A/B Testing Framework: We split our user base into two segments – the control segment, which continues to use the established version of the application (Version 1), and the test segment, which tries out the new features in Version 2 (actually you can also run multiple A/B tests at the same time). This allows us to gather comparative data on user experience, feature receptivity, and overall performance.
Operational Rollout: The operations team is tasked with the smooth rollout of both versions, ensuring that the infrastructure is robust and that any version transitions are seamless for the user.

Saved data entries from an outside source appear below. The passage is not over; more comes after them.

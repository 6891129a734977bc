//! Session module - stateful part of the pipeline
//!
//! Re-exports only. All logic in submodules.

mod engine;
mod feedback;
mod guard;
mod reps;
mod state;
mod still;

pub use engine::{Engine, Session};
pub use feedback::{coach, Cue};
pub use guard::{GuardDecision, TransitionGuard};
pub use reps::{RepMachine, RepPhase};
pub use state::{FrameOutput, SessionState};
pub use still::{analyze_still, StillAnalysis};
//! Repetition state machines, one per exercise
//!
//! Each counted exercise is a two-phase cycle with separate "bent" and
//! "straight" thresholds. A rep is counted only when the cycle returns to
//! its starting phase, so noise near a single threshold cannot add reps.

use serde::Serialize;

use crate::classifier::{ExerciseLabel, FeatureSet};
use crate::config::EngineConfig;

/// Phase of the active rep cycle
///
/// Squat and push-up use `Up`/`Down`; lunge uses `Standing`/`Lunging`.
#[derive(Clone, Copy, Debug, PartialEq, Eq, Serialize)]
#[serde(rename_all = "snake_case")]
pub enum RepPhase {
    Up,
    Down,
    Standing,
    Lunging,
}

impl RepPhase {
    pub fn as_str(&self) -> &'static str {
        match self {
            RepPhase::Up => "up",
            RepPhase::Down => "down",
            RepPhase::Standing => "standing",
            RepPhase::Lunging => "lunging",
        }
    }
}

/// State machine of the committed exercise
///
/// Only the committed exercise has a variant here, so switching exercises
/// replaces the whole value and nothing from the previous one survives.
#[derive(Clone, Copy, Debug, Default, PartialEq)]
pub enum RepMachine {
    #[default]
    Idle,
    Squat(RepPhase),
    Lunge(RepPhase),
    Pushup(RepPhase),
    Plank {
        start_ms: f64,
    },
}

impl RepMachine {
    /// Fresh machine for a newly committed exercise
    pub fn start(label: ExerciseLabel, now_ms: f64) -> Self {
        match label {
            ExerciseLabel::None => RepMachine::Idle,
            ExerciseLabel::Squat => RepMachine::Squat(RepPhase::Up),
            ExerciseLabel::Lunge => RepMachine::Lunge(RepPhase::Standing),
            ExerciseLabel::Pushup => RepMachine::Pushup(RepPhase::Up),
            ExerciseLabel::Plank => RepMachine::Plank { start_ms: now_ms },
        }
    }

    pub fn label(&self) -> ExerciseLabel {
        match self {
            RepMachine::Idle => ExerciseLabel::None,
            RepMachine::Squat(_) => ExerciseLabel::Squat,
            RepMachine::Lunge(_) => ExerciseLabel::Lunge,
            RepMachine::Pushup(_) => ExerciseLabel::Pushup,
            RepMachine::Plank { .. } => ExerciseLabel::Plank,
        }
    }

    pub fn phase(&self) -> Option<RepPhase> {
        match self {
            RepMachine::Squat(p) | RepMachine::Lunge(p) | RepMachine::Pushup(p) => Some(*p),
            RepMachine::Idle | RepMachine::Plank { .. } => None,
        }
    }

    /// Plank hold start, unset for every other exercise
    pub fn plank_start_ms(&self) -> Option<f64> {
        match self {
            RepMachine::Plank { start_ms } => Some(*start_ms),
            _ => None,
        }
    }

    /// Whole seconds held since the plank started
    pub fn hold_seconds(&self, now_ms: f64) -> u32 {
        match self.plank_start_ms() {
            Some(start) if now_ms > start => ((now_ms - start) / 1000.0).floor() as u32,
            _ => 0,
        }
    }

    /// Advance one frame. Returns true when a rep completes.
    pub fn step(&mut self, f: &FeatureSet, config: &EngineConfig) -> bool {
        match self {
            RepMachine::Squat(phase) => {
                let t = &config.squat;
                bend_cycle(phase, (f.left_knee, f.right_knee), t.down_knee, t.up_knee)
            }
            RepMachine::Pushup(phase) => {
                let t = &config.pushup;
                bend_cycle(phase, (f.left_elbow, f.right_elbow), t.down_elbow, t.up_elbow)
            }
            RepMachine::Lunge(phase) => {
                let t = &config.lunge;
                match *phase {
                    RepPhase::Standing if f.knee_diff > t.lunging_knee_diff => {
                        *phase = RepPhase::Lunging;
                        false
                    }
                    RepPhase::Lunging if f.knee_diff < t.standing_knee_diff => {
                        *phase = RepPhase::Standing;
                        true
                    }
                    _ => false,
                }
            }
            RepMachine::Idle | RepMachine::Plank { .. } => false,
        }
    }
}

/// Up -> Down when either joint bends below `down`,
/// Down -> Up (one rep) when both straighten above `up`
fn bend_cycle(phase: &mut RepPhase, (left, right): (f32, f32), down: f32, up: f32) -> bool {
    match *phase {
        RepPhase::Up if left < down || right < down => {
            *phase = RepPhase::Down;
            false
        }
        RepPhase::Down if left > up && right > up => {
            *phase = RepPhase::Up;
            true
        }
        _ => false,
    }
}

#[cfg(test)]
mod tests {
    use super::*;

    fn knees(left: f32, right: f32) -> FeatureSet {
        FeatureSet {
            left_knee: left,
            right_knee: right,
            avg_knee: (left + right) / 2.0,
            knee_diff: (left - right).abs(),
            // Straight arms so the elbow-driven cycle stays Up
            left_elbow: 180.0,
            right_elbow: 180.0,
            avg_elbow: 180.0,
            ..FeatureSet::default()
        }
    }

    fn elbows(angle: f32) -> FeatureSet {
        FeatureSet {
            left_elbow: angle,
            right_elbow: angle,
            avg_elbow: angle,
            ..FeatureSet::default()
        }
    }

    fn run(machine: &mut RepMachine, frames: &[FeatureSet], config: &EngineConfig) -> u32 {
        frames.iter().filter(|f| machine.step(f, config)).count() as u32
    }

    #[test]
    fn test_squat_full_cycle_counts_once() {
        let config = EngineConfig::default();
        let mut machine = RepMachine::start(ExerciseLabel::Squat, 0.0);
        let frames = [knees(170.0, 170.0), knees(120.0, 120.0), knees(85.0, 85.0)];
        assert_eq!(run(&mut machine, &frames, &config), 0);
        assert_eq!(machine.phase(), Some(RepPhase::Down));

        let frames = [knees(130.0, 130.0), knees(165.0, 155.0), knees(170.0, 170.0)];
        assert_eq!(run(&mut machine, &frames, &config), 1);
        assert_eq!(machine.phase(), Some(RepPhase::Up));
    }

    #[test]
    fn test_squat_one_knee_enough_to_go_down() {
        let config = EngineConfig::default();
        let mut machine = RepMachine::start(ExerciseLabel::Squat, 0.0);
        machine.step(&knees(88.0, 120.0), &config);
        assert_eq!(machine.phase(), Some(RepPhase::Down));
    }

    #[test]
    fn test_oscillating_between_bands_never_counts() {
        let config = EngineConfig::default();
        let mut machine = RepMachine::start(ExerciseLabel::Squat, 0.0);
        let frames: Vec<FeatureSet> = (0..40)
            .map(|i| if i % 2 == 0 { knees(95.0, 95.0) } else { knees(155.0, 155.0) })
            .collect();
        assert_eq!(run(&mut machine, &frames, &config), 0);
        assert_eq!(machine.phase(), Some(RepPhase::Up));
    }

    #[test]
    fn test_noise_around_one_threshold_never_counts() {
        let config = EngineConfig::default();
        let mut machine = RepMachine::start(ExerciseLabel::Squat, 0.0);
        let frames: Vec<FeatureSet> = (0..40)
            .map(|i| if i % 2 == 0 { knees(89.0, 89.0) } else { knees(91.0, 91.0) })
            .collect();
        assert_eq!(run(&mut machine, &frames, &config), 0);
    }

    #[test]
    fn test_pushup_cycle_uses_elbows() {
        let config = EngineConfig::default();
        let mut machine = RepMachine::start(ExerciseLabel::Pushup, 0.0);
        // Knees are irrelevant for push-ups
        assert!(!machine.step(&knees(60.0, 60.0), &config));
        assert_eq!(machine.phase(), Some(RepPhase::Up));

        let frames = [elbows(160.0), elbows(65.0), elbows(120.0), elbows(155.0)];
        assert_eq!(run(&mut machine, &frames, &config), 1);

        let frames = [elbows(75.0), elbows(145.0), elbows(75.0), elbows(145.0)];
        assert_eq!(run(&mut machine, &frames, &config), 0);
    }

    #[test]
    fn test_lunge_cycle() {
        let config = EngineConfig::default();
        let mut machine = RepMachine::start(ExerciseLabel::Lunge, 0.0);
        assert_eq!(machine.phase(), Some(RepPhase::Standing));

        let frames = [knees(170.0, 165.0), knees(100.0, 170.0), knees(150.0, 168.0)];
        assert_eq!(run(&mut machine, &frames, &config), 1);

        // Difference stays between 30 and 60
        let frames = [knees(125.0, 170.0), knees(135.0, 170.0), knees(125.0, 170.0)];
        assert_eq!(run(&mut machine, &frames, &config), 0);
        assert_eq!(machine.phase(), Some(RepPhase::Standing));
    }

    #[test]
    fn test_plank_timer() {
        let machine = RepMachine::start(ExerciseLabel::Plank, 1_000.0);
        assert_eq!(machine.plank_start_ms(), Some(1_000.0));
        assert_eq!(machine.phase(), None);
        assert_eq!(machine.hold_seconds(1_000.0), 0);
        assert_eq!(machine.hold_seconds(1_999.0), 0);
        assert_eq!(machine.hold_seconds(2_000.0), 1);
        assert_eq!(machine.hold_seconds(8_500.0), 7);
        // Clock going backwards never yields a negative hold
        assert_eq!(machine.hold_seconds(500.0), 0);
    }

    #[test]
    fn test_non_plank_has_no_timer() {
        let machine = RepMachine::start(ExerciseLabel::Squat, 1_000.0);
        assert_eq!(machine.plank_start_ms(), None);
        assert_eq!(machine.hold_seconds(50_000.0), 0);
        assert_eq!(RepMachine::start(ExerciseLabel::None, 0.0), RepMachine::Idle);
    }

    #[test]
    fn test_machine_label_matches_start() {
        for label in [
            ExerciseLabel::None,
            ExerciseLabel::Squat,
            ExerciseLabel::Lunge,
            ExerciseLabel::Plank,
            ExerciseLabel::Pushup,
        ] {
            assert_eq!(RepMachine::start(label, 0.0).label(), label);
        }
    }
}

Product Evolution: The product team, with its finger on the pulse of user feedback, works to iterate the product. This team ensures that the new features align with user needs and the overall product vision.
Analytical Insights: The analyst team rigorously examines the data collected from the A/B test. Their insights are critical in determining whether the new version outperforms the old and if it's ready for a wider release.
Performance Metrics: Key performance indicators (KPIs) are monitored to measure the success of each version. These include user engagement metrics, satisfaction scores, and the accuracy of the application's outputs.